Dataset items
────────────────────

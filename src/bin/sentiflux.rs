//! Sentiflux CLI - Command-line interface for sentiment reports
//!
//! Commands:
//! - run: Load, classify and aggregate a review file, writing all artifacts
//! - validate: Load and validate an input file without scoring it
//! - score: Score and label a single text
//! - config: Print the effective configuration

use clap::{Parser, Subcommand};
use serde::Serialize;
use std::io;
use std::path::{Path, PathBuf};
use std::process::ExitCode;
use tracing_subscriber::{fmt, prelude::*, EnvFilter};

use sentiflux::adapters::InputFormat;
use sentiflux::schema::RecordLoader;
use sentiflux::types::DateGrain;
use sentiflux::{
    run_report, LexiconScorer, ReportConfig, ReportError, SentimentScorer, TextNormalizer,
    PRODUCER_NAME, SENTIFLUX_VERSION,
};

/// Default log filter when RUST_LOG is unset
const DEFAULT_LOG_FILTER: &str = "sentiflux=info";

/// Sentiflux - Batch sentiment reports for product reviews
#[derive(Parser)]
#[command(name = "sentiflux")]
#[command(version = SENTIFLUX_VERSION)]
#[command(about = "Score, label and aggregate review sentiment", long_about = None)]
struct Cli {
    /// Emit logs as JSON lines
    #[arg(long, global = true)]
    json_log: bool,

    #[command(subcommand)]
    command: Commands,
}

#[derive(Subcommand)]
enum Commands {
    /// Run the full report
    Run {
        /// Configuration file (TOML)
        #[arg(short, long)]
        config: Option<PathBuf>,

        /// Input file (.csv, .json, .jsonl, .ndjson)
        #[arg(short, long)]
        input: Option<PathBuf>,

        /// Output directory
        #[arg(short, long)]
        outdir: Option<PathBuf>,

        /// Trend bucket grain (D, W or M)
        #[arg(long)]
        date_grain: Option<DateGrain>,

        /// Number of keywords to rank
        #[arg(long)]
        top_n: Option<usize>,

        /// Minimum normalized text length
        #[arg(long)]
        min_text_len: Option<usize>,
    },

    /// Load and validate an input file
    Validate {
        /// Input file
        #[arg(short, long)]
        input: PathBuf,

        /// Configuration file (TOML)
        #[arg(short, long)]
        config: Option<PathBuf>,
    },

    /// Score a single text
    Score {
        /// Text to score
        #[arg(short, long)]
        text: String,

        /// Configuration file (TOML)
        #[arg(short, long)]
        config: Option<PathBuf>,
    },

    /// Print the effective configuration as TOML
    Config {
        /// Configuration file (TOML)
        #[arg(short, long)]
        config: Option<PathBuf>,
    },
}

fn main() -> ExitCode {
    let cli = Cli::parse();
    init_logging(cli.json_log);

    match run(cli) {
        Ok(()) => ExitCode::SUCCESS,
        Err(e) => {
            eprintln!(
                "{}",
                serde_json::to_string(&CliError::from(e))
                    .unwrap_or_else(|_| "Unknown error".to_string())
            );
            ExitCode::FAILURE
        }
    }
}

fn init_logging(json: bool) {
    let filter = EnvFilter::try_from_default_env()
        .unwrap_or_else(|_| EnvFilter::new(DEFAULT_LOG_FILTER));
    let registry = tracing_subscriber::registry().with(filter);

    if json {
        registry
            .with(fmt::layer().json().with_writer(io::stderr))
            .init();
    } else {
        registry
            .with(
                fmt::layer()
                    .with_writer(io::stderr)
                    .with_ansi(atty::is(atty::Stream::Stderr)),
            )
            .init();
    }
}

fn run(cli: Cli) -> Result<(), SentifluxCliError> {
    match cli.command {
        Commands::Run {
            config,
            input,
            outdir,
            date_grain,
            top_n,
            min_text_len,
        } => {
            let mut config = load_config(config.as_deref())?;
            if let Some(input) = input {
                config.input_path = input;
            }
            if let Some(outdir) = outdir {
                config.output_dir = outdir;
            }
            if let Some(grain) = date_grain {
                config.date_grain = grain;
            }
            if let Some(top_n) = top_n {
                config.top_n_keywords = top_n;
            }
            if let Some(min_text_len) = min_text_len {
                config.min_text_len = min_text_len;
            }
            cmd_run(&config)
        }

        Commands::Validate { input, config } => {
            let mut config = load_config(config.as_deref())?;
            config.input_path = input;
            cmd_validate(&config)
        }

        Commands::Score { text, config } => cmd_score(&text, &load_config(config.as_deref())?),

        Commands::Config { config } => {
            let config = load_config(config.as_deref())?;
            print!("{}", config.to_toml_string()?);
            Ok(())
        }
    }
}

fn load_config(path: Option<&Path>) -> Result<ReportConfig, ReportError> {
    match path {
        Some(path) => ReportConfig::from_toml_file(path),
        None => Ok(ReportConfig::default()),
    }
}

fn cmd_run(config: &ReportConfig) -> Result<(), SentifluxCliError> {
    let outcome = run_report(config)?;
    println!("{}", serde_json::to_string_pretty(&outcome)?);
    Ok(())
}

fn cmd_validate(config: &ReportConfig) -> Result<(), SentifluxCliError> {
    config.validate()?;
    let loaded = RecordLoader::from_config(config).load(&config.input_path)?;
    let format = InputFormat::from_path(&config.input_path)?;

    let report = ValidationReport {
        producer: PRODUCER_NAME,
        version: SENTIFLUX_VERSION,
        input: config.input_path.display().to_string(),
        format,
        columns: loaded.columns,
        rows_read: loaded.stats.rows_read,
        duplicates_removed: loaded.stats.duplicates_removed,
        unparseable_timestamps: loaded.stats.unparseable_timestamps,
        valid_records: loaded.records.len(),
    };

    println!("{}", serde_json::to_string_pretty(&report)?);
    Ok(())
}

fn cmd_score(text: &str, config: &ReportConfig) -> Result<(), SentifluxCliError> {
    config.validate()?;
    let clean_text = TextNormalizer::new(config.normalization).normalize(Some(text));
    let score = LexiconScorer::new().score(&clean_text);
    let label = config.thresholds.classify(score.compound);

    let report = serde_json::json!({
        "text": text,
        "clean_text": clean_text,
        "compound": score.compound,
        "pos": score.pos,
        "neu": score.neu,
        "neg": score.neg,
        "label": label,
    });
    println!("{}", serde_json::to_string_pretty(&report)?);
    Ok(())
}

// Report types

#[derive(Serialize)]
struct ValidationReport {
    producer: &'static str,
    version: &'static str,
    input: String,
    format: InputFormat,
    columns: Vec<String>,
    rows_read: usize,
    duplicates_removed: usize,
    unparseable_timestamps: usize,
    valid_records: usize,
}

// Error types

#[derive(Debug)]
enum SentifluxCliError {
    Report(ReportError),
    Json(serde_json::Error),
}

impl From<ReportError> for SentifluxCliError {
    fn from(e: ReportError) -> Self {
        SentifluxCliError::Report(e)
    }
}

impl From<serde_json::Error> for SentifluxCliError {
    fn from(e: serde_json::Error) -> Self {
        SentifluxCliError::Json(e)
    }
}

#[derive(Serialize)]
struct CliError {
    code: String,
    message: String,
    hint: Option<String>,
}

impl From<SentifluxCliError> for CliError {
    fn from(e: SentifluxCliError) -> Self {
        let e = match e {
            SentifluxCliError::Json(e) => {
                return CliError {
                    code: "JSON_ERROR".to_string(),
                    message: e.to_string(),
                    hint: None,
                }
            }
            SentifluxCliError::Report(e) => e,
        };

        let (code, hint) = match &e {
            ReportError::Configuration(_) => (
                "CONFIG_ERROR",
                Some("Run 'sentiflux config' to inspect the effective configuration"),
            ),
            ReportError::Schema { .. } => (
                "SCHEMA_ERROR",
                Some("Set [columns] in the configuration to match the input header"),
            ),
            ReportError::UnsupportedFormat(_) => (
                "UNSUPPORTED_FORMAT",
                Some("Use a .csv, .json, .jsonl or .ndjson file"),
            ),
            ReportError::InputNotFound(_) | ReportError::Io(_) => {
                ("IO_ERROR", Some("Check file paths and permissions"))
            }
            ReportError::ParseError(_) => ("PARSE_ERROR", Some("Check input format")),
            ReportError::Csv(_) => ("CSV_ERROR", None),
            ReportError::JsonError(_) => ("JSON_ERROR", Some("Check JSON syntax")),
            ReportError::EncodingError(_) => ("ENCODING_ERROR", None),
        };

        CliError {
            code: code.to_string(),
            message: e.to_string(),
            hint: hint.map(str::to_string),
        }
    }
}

────────────────────

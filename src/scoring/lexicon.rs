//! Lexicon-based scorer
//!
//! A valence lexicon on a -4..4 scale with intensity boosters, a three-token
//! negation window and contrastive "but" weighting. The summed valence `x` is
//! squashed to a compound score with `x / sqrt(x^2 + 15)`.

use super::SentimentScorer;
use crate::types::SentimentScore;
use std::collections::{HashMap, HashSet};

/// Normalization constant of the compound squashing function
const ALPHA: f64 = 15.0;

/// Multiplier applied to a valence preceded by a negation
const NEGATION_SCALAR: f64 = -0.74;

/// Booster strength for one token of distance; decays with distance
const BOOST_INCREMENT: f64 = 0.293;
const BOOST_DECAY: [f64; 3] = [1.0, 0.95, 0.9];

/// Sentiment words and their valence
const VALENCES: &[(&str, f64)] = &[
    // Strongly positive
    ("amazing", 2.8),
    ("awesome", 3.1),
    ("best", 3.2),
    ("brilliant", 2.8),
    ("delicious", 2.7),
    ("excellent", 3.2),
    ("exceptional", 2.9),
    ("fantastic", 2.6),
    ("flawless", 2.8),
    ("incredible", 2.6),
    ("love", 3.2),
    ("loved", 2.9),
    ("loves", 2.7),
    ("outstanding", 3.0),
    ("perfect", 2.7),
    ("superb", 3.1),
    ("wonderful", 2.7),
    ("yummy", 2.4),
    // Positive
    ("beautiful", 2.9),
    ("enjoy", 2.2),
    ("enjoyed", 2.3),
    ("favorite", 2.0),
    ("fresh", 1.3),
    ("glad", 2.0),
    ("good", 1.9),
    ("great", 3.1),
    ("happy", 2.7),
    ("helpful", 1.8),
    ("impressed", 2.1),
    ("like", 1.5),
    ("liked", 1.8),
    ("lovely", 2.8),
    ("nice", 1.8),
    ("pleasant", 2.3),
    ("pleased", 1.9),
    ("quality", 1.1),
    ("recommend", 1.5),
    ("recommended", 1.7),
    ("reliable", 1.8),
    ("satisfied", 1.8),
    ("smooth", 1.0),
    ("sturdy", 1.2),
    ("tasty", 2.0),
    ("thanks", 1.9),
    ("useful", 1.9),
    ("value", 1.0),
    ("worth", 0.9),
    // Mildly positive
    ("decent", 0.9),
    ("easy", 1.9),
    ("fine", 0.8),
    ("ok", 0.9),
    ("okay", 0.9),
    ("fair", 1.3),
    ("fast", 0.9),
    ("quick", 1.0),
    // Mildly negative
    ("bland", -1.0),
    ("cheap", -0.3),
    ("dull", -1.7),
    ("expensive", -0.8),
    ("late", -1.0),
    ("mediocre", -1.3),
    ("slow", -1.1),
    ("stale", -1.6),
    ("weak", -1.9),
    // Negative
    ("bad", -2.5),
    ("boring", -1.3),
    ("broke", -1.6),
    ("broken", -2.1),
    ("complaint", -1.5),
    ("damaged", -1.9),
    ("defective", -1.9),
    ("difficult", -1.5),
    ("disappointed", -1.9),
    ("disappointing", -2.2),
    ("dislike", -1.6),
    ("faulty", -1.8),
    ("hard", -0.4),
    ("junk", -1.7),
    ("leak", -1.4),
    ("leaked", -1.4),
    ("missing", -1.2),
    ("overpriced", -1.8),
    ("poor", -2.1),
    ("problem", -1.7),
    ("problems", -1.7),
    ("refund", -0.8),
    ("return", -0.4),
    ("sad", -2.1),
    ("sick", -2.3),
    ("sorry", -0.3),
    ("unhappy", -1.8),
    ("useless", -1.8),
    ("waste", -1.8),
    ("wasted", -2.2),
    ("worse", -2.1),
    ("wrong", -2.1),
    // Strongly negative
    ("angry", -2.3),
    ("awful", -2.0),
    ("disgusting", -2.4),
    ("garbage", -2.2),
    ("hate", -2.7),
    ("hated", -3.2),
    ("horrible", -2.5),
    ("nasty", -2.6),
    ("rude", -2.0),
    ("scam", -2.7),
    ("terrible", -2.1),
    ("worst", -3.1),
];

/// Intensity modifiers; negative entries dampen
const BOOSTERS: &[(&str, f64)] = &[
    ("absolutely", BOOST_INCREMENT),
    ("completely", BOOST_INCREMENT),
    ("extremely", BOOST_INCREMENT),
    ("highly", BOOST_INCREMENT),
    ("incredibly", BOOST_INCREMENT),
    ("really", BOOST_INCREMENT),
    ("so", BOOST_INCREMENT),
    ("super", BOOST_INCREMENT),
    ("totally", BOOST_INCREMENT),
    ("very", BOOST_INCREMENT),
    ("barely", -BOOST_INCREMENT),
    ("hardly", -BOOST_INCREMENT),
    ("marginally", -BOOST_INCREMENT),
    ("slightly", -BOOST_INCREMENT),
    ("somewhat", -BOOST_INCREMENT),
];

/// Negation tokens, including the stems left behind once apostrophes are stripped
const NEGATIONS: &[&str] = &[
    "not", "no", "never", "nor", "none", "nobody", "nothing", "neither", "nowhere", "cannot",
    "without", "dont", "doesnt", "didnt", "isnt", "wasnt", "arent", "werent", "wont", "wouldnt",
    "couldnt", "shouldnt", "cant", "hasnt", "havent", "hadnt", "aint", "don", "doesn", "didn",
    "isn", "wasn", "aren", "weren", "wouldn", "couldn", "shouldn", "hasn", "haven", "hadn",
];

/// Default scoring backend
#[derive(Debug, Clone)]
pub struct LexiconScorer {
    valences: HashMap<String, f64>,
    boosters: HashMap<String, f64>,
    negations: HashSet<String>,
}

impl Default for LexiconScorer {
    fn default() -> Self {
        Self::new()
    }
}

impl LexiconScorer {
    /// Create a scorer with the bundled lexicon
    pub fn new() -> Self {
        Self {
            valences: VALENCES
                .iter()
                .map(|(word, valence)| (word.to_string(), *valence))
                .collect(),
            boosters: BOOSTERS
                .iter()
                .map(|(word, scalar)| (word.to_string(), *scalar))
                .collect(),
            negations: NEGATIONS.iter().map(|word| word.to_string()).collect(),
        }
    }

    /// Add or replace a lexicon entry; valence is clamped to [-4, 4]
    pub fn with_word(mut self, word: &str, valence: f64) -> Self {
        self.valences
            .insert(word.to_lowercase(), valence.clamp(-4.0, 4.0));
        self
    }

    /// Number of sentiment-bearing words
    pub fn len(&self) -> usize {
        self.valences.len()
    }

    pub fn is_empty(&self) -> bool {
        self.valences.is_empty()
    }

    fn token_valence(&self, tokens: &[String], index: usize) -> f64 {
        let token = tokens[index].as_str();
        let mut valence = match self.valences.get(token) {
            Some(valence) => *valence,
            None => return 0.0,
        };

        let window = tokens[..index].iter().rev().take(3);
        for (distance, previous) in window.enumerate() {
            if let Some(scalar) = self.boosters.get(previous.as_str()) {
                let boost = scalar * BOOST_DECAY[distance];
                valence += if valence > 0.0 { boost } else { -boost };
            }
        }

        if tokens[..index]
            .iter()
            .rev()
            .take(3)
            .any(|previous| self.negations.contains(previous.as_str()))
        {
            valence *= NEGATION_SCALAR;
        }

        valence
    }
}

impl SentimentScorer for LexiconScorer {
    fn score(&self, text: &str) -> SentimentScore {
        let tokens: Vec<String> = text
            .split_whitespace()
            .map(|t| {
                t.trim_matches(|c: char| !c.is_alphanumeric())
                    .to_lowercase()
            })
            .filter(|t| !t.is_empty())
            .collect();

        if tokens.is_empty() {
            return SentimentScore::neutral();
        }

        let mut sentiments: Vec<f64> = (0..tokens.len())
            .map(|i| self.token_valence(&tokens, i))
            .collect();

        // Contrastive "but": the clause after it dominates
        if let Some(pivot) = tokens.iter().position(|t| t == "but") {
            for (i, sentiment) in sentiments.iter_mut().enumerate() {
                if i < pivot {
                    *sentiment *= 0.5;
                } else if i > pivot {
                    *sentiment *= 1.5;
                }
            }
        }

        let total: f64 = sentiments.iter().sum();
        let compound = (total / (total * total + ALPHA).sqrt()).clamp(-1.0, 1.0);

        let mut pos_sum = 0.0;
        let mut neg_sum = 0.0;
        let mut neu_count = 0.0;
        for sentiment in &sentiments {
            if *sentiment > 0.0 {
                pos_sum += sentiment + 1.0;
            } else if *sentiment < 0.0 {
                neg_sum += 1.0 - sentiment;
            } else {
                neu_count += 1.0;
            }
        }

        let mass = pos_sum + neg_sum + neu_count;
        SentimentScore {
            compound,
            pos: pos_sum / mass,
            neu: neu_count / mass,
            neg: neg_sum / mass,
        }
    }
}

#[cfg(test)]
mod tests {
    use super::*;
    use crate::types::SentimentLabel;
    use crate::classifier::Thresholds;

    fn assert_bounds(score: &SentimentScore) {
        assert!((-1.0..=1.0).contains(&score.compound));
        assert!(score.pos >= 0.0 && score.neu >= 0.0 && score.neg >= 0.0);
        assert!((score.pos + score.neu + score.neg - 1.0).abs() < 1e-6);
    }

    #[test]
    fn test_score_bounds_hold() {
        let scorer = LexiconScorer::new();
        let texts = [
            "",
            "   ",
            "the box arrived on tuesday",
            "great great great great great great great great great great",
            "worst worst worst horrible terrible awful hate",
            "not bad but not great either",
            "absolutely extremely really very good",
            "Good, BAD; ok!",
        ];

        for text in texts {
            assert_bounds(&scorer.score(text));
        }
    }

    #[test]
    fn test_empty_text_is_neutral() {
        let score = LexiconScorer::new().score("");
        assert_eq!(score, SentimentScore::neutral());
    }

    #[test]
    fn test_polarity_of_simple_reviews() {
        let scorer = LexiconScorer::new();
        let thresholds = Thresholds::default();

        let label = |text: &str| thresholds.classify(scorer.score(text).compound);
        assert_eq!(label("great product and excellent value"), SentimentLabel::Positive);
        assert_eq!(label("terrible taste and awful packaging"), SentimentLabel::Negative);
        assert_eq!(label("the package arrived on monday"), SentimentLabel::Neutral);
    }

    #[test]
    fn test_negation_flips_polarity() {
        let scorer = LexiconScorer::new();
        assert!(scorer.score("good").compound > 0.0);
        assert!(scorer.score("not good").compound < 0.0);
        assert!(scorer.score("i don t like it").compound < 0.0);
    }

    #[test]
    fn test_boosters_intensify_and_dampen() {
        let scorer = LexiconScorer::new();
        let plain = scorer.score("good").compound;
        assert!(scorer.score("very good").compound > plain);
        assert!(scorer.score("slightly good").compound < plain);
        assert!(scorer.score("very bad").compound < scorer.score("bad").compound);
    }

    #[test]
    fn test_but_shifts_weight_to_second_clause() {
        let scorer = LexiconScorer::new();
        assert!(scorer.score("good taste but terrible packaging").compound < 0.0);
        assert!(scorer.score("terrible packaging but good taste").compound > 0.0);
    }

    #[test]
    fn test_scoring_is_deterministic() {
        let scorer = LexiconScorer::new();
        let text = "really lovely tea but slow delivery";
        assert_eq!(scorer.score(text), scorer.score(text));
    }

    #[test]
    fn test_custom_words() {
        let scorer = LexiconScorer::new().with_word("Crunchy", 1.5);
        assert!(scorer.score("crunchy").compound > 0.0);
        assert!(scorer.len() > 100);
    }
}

────────────────────

• **Brief**:
Whenever the word "terrible" shows up in a line of the entries, list that line.

• **Response to this task**:
    ("terrible", -2.1),
            "worst worst worst horrible terrible awful hate",
        assert_eq!(label("terrible taste and awful packaging"), SentimentLabel::Negative);
        assert!(scorer.score("good taste but terrible packaging").compound < 0.0);
        assert!(scorer.score("terrible packaging but good taste").compound > 0.0);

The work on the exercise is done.